Historian and author, Rajmohan Gandhi spoke about the widening of the existing divide between North and South India at the launch of his latest book, Modern South India: A History from the 17th Century to our Times. According to Gandhi, the Bharatiya Janata Party (BJP) was not able to make much headway in the south because the party and its predecessors did not participate significantly in the social and political movements in the region.
Speaking to Indian Express, Gandhi admitted that although the BJP had “reasonable success” in Karnataka, its influence did not penetrate further. Elaborating on this, Gandhi said, “…nonetheless, the broad assessment that the BJP has had very limited success in the South is true. In the last 150 years, there have been some great movements in South India. There was a movement for social justice, a movement for democratic rights of princely states, a great movement for untouchability… In none of these movements the BJP or its predecessors have had any significant role. That is one large reason why the BJP did not have a good start in the south.”

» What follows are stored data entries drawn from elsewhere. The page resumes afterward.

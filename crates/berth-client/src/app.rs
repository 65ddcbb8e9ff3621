//! App-client wiring.
//!
//! [`AppClient`] assembles storage, transport, routes, and a user
//! factory into a ready [`AuthClient`] and fronts its session surface.
//! Resource clients (functions, services, and so on) are expected to
//! hold the [`auth`](AppClient::auth) handle and send every backend
//! call through its authenticated-request pipeline.

use std::sync::Arc;

use tokio::sync::broadcast;

use berth_auth::{
    AppAuthRoutes, AuthClient, AuthEvent, AuthRoutes, ClientAppMetadata, CoreUserFactory,
    Credential, RefreshConfig, UserFactory,
};
use berth_core::{BerthError, MemoryStorage, Request, Response, Result, Storage, Transport};

use crate::transport::ReqwestTransport;

/// A configured client for one backend app.
///
/// Thin facade over the session core; cloning is cheap and clones share
/// one session.
pub struct AppClient<F: UserFactory = CoreUserFactory> {
    auth: AuthClient<F>,
}

impl<F: UserFactory> Clone for AppClient<F> {
    fn clone(&self) -> Self {
        Self {
            auth: self.auth.clone(),
        }
    }
}

impl AppClient<CoreUserFactory> {
    /// Start building a client for `app_id` against `base_url`.
    #[must_use]
    pub fn builder(app_id: impl Into<String>, base_url: impl Into<String>) -> AppClientBuilder {
        AppClientBuilder {
            app_id: app_id.into(),
            base_url: base_url.into(),
            app_version: None,
            storage: None,
            transport: None,
            routes: None,
            refresh: RefreshConfig::default(),
        }
    }
}

impl<F: UserFactory> AppClient<F> {
    /// The session core.
    #[must_use]
    pub fn auth(&self) -> &AuthClient<F> {
        &self.auth
    }

    /// Log a user in with `credential`.
    pub async fn login_with_credential(&self, credential: &Credential) -> Result<F::User> {
        self.auth.login_with_credential(credential).await
    }

    /// Attach `credential` as an additional login identity on `user`.
    pub async fn link_user_with_credential(
        &self,
        user: &F::User,
        credential: &Credential,
    ) -> Result<F::User> {
        self.auth.link_user_with_credential(user, credential).await
    }

    /// End the active session.
    pub async fn logout(&self) -> Result<()> {
        self.auth.logout().await
    }

    /// Whether a complete logged-in session is active.
    pub async fn is_logged_in(&self) -> bool {
        self.auth.is_logged_in().await
    }

    /// The active user, when logged in.
    pub async fn current_user(&self) -> Option<F::User> {
        self.auth.current_user().await
    }

    /// Perform `request` through the authenticated pipeline.
    pub async fn authenticated_request(&self, request: &Request) -> Result<Response> {
        self.auth.authenticated_request(request).await
    }

    /// Subscribe to login/logout notifications.
    #[must_use]
    pub fn subscribe(&self) -> broadcast::Receiver<AuthEvent> {
        self.auth.subscribe()
    }

    /// Stop the background refresh loop.
    pub fn close(&self) {
        self.auth.close();
    }
}

// ─────────────────────────────────────────────────────────────────────────────
// Builder
// ─────────────────────────────────────────────────────────────────────────────

/// Builder for [`AppClient`].
///
/// Storage defaults to [`MemoryStorage`]; hosts that want sessions to
/// survive a restart pass a [`FileStorage`](berth_core::FileStorage) or
/// their own backend. The transport defaults to [`ReqwestTransport`]
/// against `base_url`.
pub struct AppClientBuilder {
    app_id: String,
    base_url: String,
    app_version: Option<String>,
    storage: Option<Arc<dyn Storage>>,
    transport: Option<Arc<dyn Transport>>,
    routes: Option<Arc<dyn AuthRoutes>>,
    refresh: RefreshConfig,
}

impl AppClientBuilder {
    /// Use `storage` for session persistence.
    #[must_use]
    pub fn storage(mut self, storage: Arc<dyn Storage>) -> Self {
        self.storage = Some(storage);
        self
    }

    /// Use `transport` instead of the default reqwest one.
    #[must_use]
    pub fn transport(mut self, transport: Arc<dyn Transport>) -> Self {
        self.transport = Some(transport);
        self
    }

    /// Use a custom auth route layout.
    #[must_use]
    pub fn routes(mut self, routes: Arc<dyn AuthRoutes>) -> Self {
        self.routes = Some(routes);
        self
    }

    /// Report `version` as the calling application's version.
    #[must_use]
    pub fn app_version(mut self, version: impl Into<String>) -> Self {
        self.app_version = Some(version.into());
        self
    }

    /// Override the background refresh cadence.
    #[must_use]
    pub fn refresh_config(mut self, config: RefreshConfig) -> Self {
        self.refresh = config;
        self
    }

    /// Build with the default [`CoreUserFactory`].
    pub async fn build(self) -> Result<AppClient<CoreUserFactory>> {
        self.build_with_factory(CoreUserFactory).await
    }

    /// Build with a custom user factory.
    pub async fn build_with_factory<F: UserFactory>(self, factory: F) -> Result<AppClient<F>> {
        let transport: Arc<dyn Transport> = match self.transport {
            Some(transport) => transport,
            None => Arc::new(ReqwestTransport::new(&self.base_url).map_err(BerthError::Network)?),
        };
        let storage = self
            .storage
            .unwrap_or_else(|| Arc::new(MemoryStorage::new()));
        let routes = self
            .routes
            .unwrap_or_else(|| Arc::new(AppAuthRoutes::new(&self.app_id)));

        let mut metadata = ClientAppMetadata::new(self.app_id);
        if let Some(version) = self.app_version {
            metadata = metadata.with_app_version(version);
        }

        let auth =
            AuthClient::new(transport, storage, routes, factory, metadata, self.refresh).await?;
        Ok(AppClient { auth })
    }
}

// ─────────────────────────────────────────────────────────────────────────────
// Tests
// ─────────────────────────────────────────────────────────────────────────────

#[cfg(test)]
mod tests {
    use serde_json::json;

    use berth_auth::AUTH_INFO_STORAGE_KEY;

    use super::*;

    #[tokio::test]
    async fn build_restores_a_session_from_injected_storage() {
        let storage = Arc::new(MemoryStorage::new());
        let record = json!({
            "user_id": "user-1",
            "device_id": "device-1",
            "access_token": "access-1",
            "refresh_token": "refresh-1",
            "logged_in_provider_type": "anon-user",
            "logged_in_provider_name": "anon-user",
        });
        storage
            .set(AUTH_INFO_STORAGE_KEY, &record.to_string())
            .await
            .unwrap();

        let client = AppClient::builder("my-app", "http://localhost:9")
            .storage(storage)
            .build()
            .await
            .unwrap();

        assert!(client.is_logged_in().await);
        assert_eq!(client.current_user().await.unwrap().id, "user-1");
    }

    #[tokio::test]
    async fn build_starts_logged_out_with_default_storage() {
        let client = AppClient::builder("my-app", "http://localhost:9")
            .app_version("3.2.1")
            .build()
            .await
            .unwrap();

        assert!(!client.is_logged_in().await);
        assert!(client.current_user().await.is_none());
    }
}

According to Gandhi, the more numbers of Brahmin and Hindi-speaking people in the BJP’s ideological fount, the Rashtriya Swayamsevak Sangh (RSS) was also a block for the party down south.

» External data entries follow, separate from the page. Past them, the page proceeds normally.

//! HTTP transport capability.

use async_trait::async_trait;

use crate::errors::TransportError;
use crate::request::{Request, Response};

/// Performs a single HTTP round trip.
///
/// Implementations resolve [`Request::path`] against their configured
/// base URL and return the complete response, non-success statuses
/// included. A returned [`TransportError`] means no usable response was
/// produced at all; it is never a backend rejection.
#[async_trait]
pub trait Transport: Send + Sync {
    /// Execute `request` and return the complete response.
    async fn round_trip(&self, request: &Request) -> Result<Response, TransportError>;
}
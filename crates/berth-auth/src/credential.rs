//! Login credentials.
//!
//! A [`Credential`] pairs a provider with the material that provider
//! needs for one login attempt. Credentials are built fresh per attempt
//! and never persisted; only the provider identity survives into the
//! session record.

use std::fmt;

use serde::{Deserialize, Serialize};
use serde_json::{Map, Value, json};

/// Identifies a login provider on the wire.
#[derive(Clone, Copy, Debug, PartialEq, Eq, Serialize, Deserialize)]
pub enum ProviderType {
    /// Anonymous sessions, no material.
    #[serde(rename = "anon-user")]
    Anonymous,
    /// Username (usually email) and password.
    #[serde(rename = "local-userpass")]
    UserPassword,
    /// A JWT minted by the application's own auth system.
    #[serde(rename = "custom-token")]
    Custom,
    /// Server or user API keys.
    #[serde(rename = "api-key")]
    ApiKey,
    /// Google OAuth2.
    #[serde(rename = "oauth2-google")]
    Google,
    /// Facebook OAuth2.
    #[serde(rename = "oauth2-facebook")]
    Facebook,
}

impl ProviderType {
    /// The wire string for this provider type.
    #[must_use]
    pub fn as_str(self) -> &'static str {
        match self {
            Self::Anonymous => "anon-user",
            Self::UserPassword => "local-userpass",
            Self::Custom => "custom-token",
            Self::ApiKey => "api-key",
            Self::Google => "oauth2-google",
            Self::Facebook => "oauth2-facebook",
        }
    }
}

impl fmt::Display for ProviderType {
    fn fmt(&self, f: &mut fmt::Formatter<'_>) -> fmt::Result {
        f.write_str(self.as_str())
    }
}

/// A login mechanism and the material it submits to the backend.
#[derive(Clone, Debug)]
pub enum Credential {
    /// Anonymous login. Reuses an active anonymous session instead of
    /// minting a new identity.
    Anonymous,
    /// Username/password login.
    UserPassword {
        /// Account name, usually an email address.
        username: String,
        /// Account password.
        password: String,
    },
    /// Login with a JWT issued by the application's own auth system.
    Custom {
        /// The externally issued JWT.
        token: String,
    },
    /// Login with a server API key.
    ServerApiKey {
        /// The server API key.
        key: String,
    },
    /// Login with a user API key.
    UserApiKey {
        /// The user API key.
        key: String,
    },
    /// Login with a Google OAuth2 server auth code.
    Google {
        /// The server auth code from Google's OAuth flow.
        auth_code: String,
    },
    /// Login with a Facebook OAuth2 access token.
    Facebook {
        /// The access token from Facebook's OAuth flow.
        access_token: String,
    },
}

impl Credential {
    /// The provider type this credential logs in through.
    #[must_use]
    pub fn provider_type(&self) -> ProviderType {
        match self {
            Self::Anonymous => ProviderType::Anonymous,
            Self::UserPassword { .. } => ProviderType::UserPassword,
            Self::Custom { .. } => ProviderType::Custom,
            Self::ServerApiKey { .. } | Self::UserApiKey { .. } => ProviderType::ApiKey,
            Self::Google { .. } => ProviderType::Google,
            Self::Facebook { .. } => ProviderType::Facebook,
        }
    }

    /// The provider name used to build the login route.
    ///
    /// Providers are named after their type by default.
    #[must_use]
    pub fn provider_name(&self) -> &'static str {
        self.provider_type().as_str()
    }

    /// The JSON material submitted in the login request body.
    #[must_use]
    pub fn material(&self) -> Map<String, Value> {
        let mut material = Map::new();
        match self {
            Self::Anonymous => {}
            Self::UserPassword { username, password } => {
                let _ = material.insert("username".to_string(), json!(username));
                let _ = material.insert("password".to_string(), json!(password));
            }
            Self::Custom { token } => {
                let _ = material.insert("token".to_string(), json!(token));
            }
            Self::ServerApiKey { key } | Self::UserApiKey { key } => {
                let _ = material.insert("key".to_string(), json!(key));
            }
            Self::Google { auth_code } => {
                let _ = material.insert("authCode".to_string(), json!(auth_code));
            }
            Self::Facebook { access_token } => {
                let _ = material.insert("accessToken".to_string(), json!(access_token));
            }
        }
        material
    }

    /// Whether a login with this credential may reuse an already-active
    /// session from the same provider instead of starting a fresh one.
    #[must_use]
    pub fn reuses_existing_session(&self) -> bool {
        matches!(self, Self::Anonymous)
    }
}

// ─────────────────────────────────────────────────────────────────────────────
// Tests
// ─────────────────────────────────────────────────────────────────────────────
//! Client application metadata.
//!
//! Every login and link request carries a device description so the
//! backend can hand back (or recognize) a device id and attribute
//! sessions to an app build.

/// Identifies the calling application and platform to the backend.
#[derive(Clone, Debug)]
pub struct ClientAppMetadata {
    /// Backend app id. A routing identifier, not a secret.
    pub app_id: String,
    /// Version of the calling application, when the host supplies one.
    pub app_version: Option<String>,
    /// Platform string submitted with login requests.
    pub platform: String,
    /// Version of this SDK.
    pub sdk_version: String,
}

impl ClientAppMetadata {
    /// Metadata for `app_id`, with the platform and SDK version filled
    /// in from the build environment.
    #[must_use]
    pub fn new(app_id: impl Into<String>) -> Self {
        Self {
            app_id: app_id.into(),
            app_version: None,
            platform: std::env::consts::OS.to_string(),
            sdk_version: env!("CARGO_PKG_VERSION").to_string(),
        }
    }

    /// Set the calling application's version.
    #[must_use]
    pub fn with_app_version(mut self, version: impl Into<String>) -> Self {
        self.app_version = Some(version.into());
        self
    }
}

// ─────────────────────────────────────────────────────────────────────────────
// Tests
// ─────────────────────────────────────────────────────────────────────────────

Gandhi also pointed out that BJP lacked heft in terms of its party members from the south, who could help it to gain a wider foothold in the region. In addition, he added, this imbalance made it out as though the party was overlooking the south in favour of its bastions in the north. “The ideology of intolerance, of compulsion or coercion, that ideology is offensive to all parts of India and not only to the South. But, undoubtedly, it is spreading all across South that much of the BJP’s policies are North India-centred and neglects the South. Who are the influential southern political figures in Delhi?” said Gandhi.

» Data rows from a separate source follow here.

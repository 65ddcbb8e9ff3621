//! End-to-end session flows against a mock backend.
//!
//! These drive the full stack: builder, reqwest transport, session
//! core, persistence, and the refresh-and-retry pipeline.

use base64::Engine as _;
use base64::engine::general_purpose::URL_SAFE_NO_PAD;
use chrono::Utc;
use http::Method;
use serde_json::json;
use wiremock::matchers::{body_partial_json, header, method, path, query_param};
use wiremock::{Mock, MockServer, ResponseTemplate};

use berth_auth::Credential;
use berth_client::AppClient;
use berth_core::Request;

const APP_ID: &str = "integration-app";

fn encode_token(issued_at: i64, expires_at: i64) -> String {
    let header = URL_SAFE_NO_PAD.encode(br#"{"alg":"HS256","typ":"JWT"}"#);
    let payload = URL_SAFE_NO_PAD.encode(
        json!({"iat": issued_at, "exp": expires_at})
            .to_string()
            .as_bytes(),
    );
    format!("{header}.{payload}.sig")
}

fn login_response(user_id: &str, access_token: &str) -> serde_json::Value {
    json!({
        "user_id": user_id,
        "device_id": "device-1",
        "access_token": access_token,
        "refresh_token": "refresh-token-1",
    })
}

fn route(suffix: &str) -> String {
    format!("/api/client/v2.0/app/{APP_ID}{suffix}")
}

/// Mount permissive anonymous-login and profile mocks.
async fn mount_login(server: &MockServer, access_token: &str) {
    Mock::given(method("POST"))
        .and(path(route("/auth/providers/anon-user/login")))
        .respond_with(
            ResponseTemplate::new(200).set_body_json(login_response("user-1", access_token)),
        )
        .mount(server)
        .await;
    Mock::given(method("GET"))
        .and(path(route("/auth/profile")))
        .respond_with(ResponseTemplate::new(200).set_body_json(json!({
            "type": "normal",
            "data": {"email": "ada@example.com"},
            "identities": [{"id": "ident-1", "provider_type": "anon-user"}],
        })))
        .mount(server)
        .await;
}

async fn client_for(server: &MockServer) -> AppClient {
    AppClient::builder(APP_ID, server.uri())
        .build()
        .await
        .unwrap()
}

#[tokio::test]
async fn anonymous_login_exchanges_tokens_and_fetches_profile() {
    let server = MockServer::start().await;
    let now = Utc::now().timestamp();
    let access_token = encode_token(now - 10, now + 3_600);

    Mock::given(method("POST"))
        .and(path(route("/auth/providers/anon-user/login")))
        .and(body_partial_json(
            json!({"options": {"device": {"appId": APP_ID}}}),
        ))
        .respond_with(
            ResponseTemplate::new(200).set_body_json(login_response("user-1", &access_token)),
        )
        .expect(1)
        .mount(&server)
        .await;
    Mock::given(method("GET"))
        .and(path(route("/auth/profile")))
        .and(header("authorization", format!("Bearer {access_token}")))
        .respond_with(ResponseTemplate::new(200).set_body_json(json!({
            "type": "normal",
            "data": {"email": "ada@example.com"},
        })))
        .expect(1)
        .mount(&server)
        .await;

    let client = client_for(&server).await;
    let user = client
        .login_with_credential(&Credential::Anonymous)
        .await
        .unwrap();

    assert_eq!(user.id, "user-1");
    assert!(client.is_logged_in().await);

    let info = client.auth().auth_info().await;
    assert_eq!(info.device_id.as_deref(), Some("device-1"));
    assert_eq!(info.access_token.as_deref(), Some(access_token.as_str()));
    assert_eq!(
        info.user_profile.unwrap().attribute("email"),
        Some("ada@example.com")
    );
}

#[tokio::test]
async fn expired_access_token_refreshes_and_retries() {
    let server = MockServer::start().await;
    let now = Utc::now().timestamp();
    let stale_token = encode_token(now - 10, now + 3_600);
    mount_login(&server, &stale_token).await;

    let client = client_for(&server).await;
    let _ = client
        .login_with_credential(&Credential::Anonymous)
        .await
        .unwrap();

    let fresh_token = encode_token(now, now + 7_200);
    // First hit on the resource is rejected as an invalid session.
    Mock::given(method("GET"))
        .and(path(route("/widgets")))
        .respond_with(ResponseTemplate::new(401).set_body_json(json!({
            "error": "invalid session",
            "error_code": "InvalidSession",
        })))
        .up_to_n_times(1)
        .mount(&server)
        .await;
    // The pipeline refreshes with the refresh token...
    Mock::given(method("POST"))
        .and(path(route("/auth/session")))
        .and(header("authorization", "Bearer refresh-token-1"))
        .respond_with(
            ResponseTemplate::new(200).set_body_json(json!({"access_token": fresh_token})),
        )
        .expect(1)
        .mount(&server)
        .await;
    // ...and the retry goes out under the fresh access token.
    Mock::given(method("GET"))
        .and(path(route("/widgets")))
        .and(header("authorization", format!("Bearer {fresh_token}")))
        .respond_with(ResponseTemplate::new(200).set_body_json(json!({"widgets": [1, 2, 3]})))
        .expect(1)
        .mount(&server)
        .await;

    let request = Request::builder(Method::GET, route("/widgets")).build();
    let response = client.authenticated_request(&request).await.unwrap();

    let body: serde_json::Value = response.json().unwrap();
    assert_eq!(body["widgets"], json!([1, 2, 3]));
    assert_eq!(
        client.auth().auth_info().await.access_token.as_deref(),
        Some(fresh_token.as_str())
    );
}

#[tokio::test]
async fn revoked_refresh_token_forces_logout() {
    let server = MockServer::start().await;
    let now = Utc::now().timestamp();
    mount_login(&server, &encode_token(now - 10, now + 3_600)).await;

    let client = client_for(&server).await;
    let _ = client
        .login_with_credential(&Credential::Anonymous)
        .await
        .unwrap();

    Mock::given(method("POST"))
        .and(path(route("/auth/session")))
        .respond_with(ResponseTemplate::new(401).set_body_json(json!({
            "error": "invalid session",
            "error_code": "InvalidSession",
        })))
        .expect(1)
        .mount(&server)
        .await;

    let error = client.auth().refresh_access_token().await.unwrap_err();

    assert!(error.is_invalid_session());
    assert!(!client.is_logged_in().await);
    let info = client.auth().auth_info().await;
    assert_eq!(info.user_id, None);
    // The device id is the one thing a logout keeps.
    assert_eq!(info.device_id.as_deref(), Some("device-1"));
}

#[tokio::test]
async fn logout_invalidates_the_session_with_the_backend() {
    let server = MockServer::start().await;
    let now = Utc::now().timestamp();
    mount_login(&server, &encode_token(now - 10, now + 3_600)).await;

    let client = client_for(&server).await;
    let _ = client
        .login_with_credential(&Credential::Anonymous)
        .await
        .unwrap();

    Mock::given(method("DELETE"))
        .and(path(route("/auth/session")))
        .and(header("authorization", "Bearer refresh-token-1"))
        .respond_with(ResponseTemplate::new(204))
        .expect(1)
        .mount(&server)
        .await;

    client.logout().await.unwrap();

    assert!(!client.is_logged_in().await);
    assert!(client.current_user().await.is_none());
}

#[tokio::test]
async fn link_hits_the_flagged_login_route() {
    let server = MockServer::start().await;
    let now = Utc::now().timestamp();
    let access_token = encode_token(now - 10, now + 3_600);
    mount_login(&server, &access_token).await;

    let client = client_for(&server).await;
    let user = client
        .login_with_credential(&Credential::Anonymous)
        .await
        .unwrap();

    Mock::given(method("POST"))
        .and(path(route("/auth/providers/local-userpass/login")))
        .and(query_param("link", "true"))
        .and(header("authorization", format!("Bearer {access_token}")))
        .respond_with(
            ResponseTemplate::new(200).set_body_json(login_response("user-1", &access_token)),
        )
        .expect(1)
        .mount(&server)
        .await;

    let linked = client
        .link_user_with_credential(
            &user,
            &Credential::UserPassword {
                username: "ada@example.com".to_string(),
                password: "hunter2".to_string(),
            },
        )
        .await
        .unwrap();

    assert_eq!(linked.id, "user-1");
    assert_eq!(
        linked.logged_in_provider_name, "local-userpass",
        "the linked provider becomes the logged-in provider"
    );
}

“Venkaiah Naidu is from the South but does he represent a powerful, political force in Andhra Pradesh or Telangana? Not to my understanding. Nirmala Sitharaman is the country’s first woman defence minister, which is impressive, but she is not in Parliament or government due to her political strength. She has come from the Rajya Sabha,” Gandhi added.
Gandhi also stated there seemed to be a gap in the presence of bureaucrats hailing from the south in Delhi, which added to the lack of parity between representations of the two regions in the Indian polity. “Even among bureaucrats, there was a time when South Indian bureaucrats formed a large share in very influential positions. Now, the impression is that they do not have the same share. The impression has gained ground that South has lost the voice that it had in Delhi,” Gandhi observed in conclusion.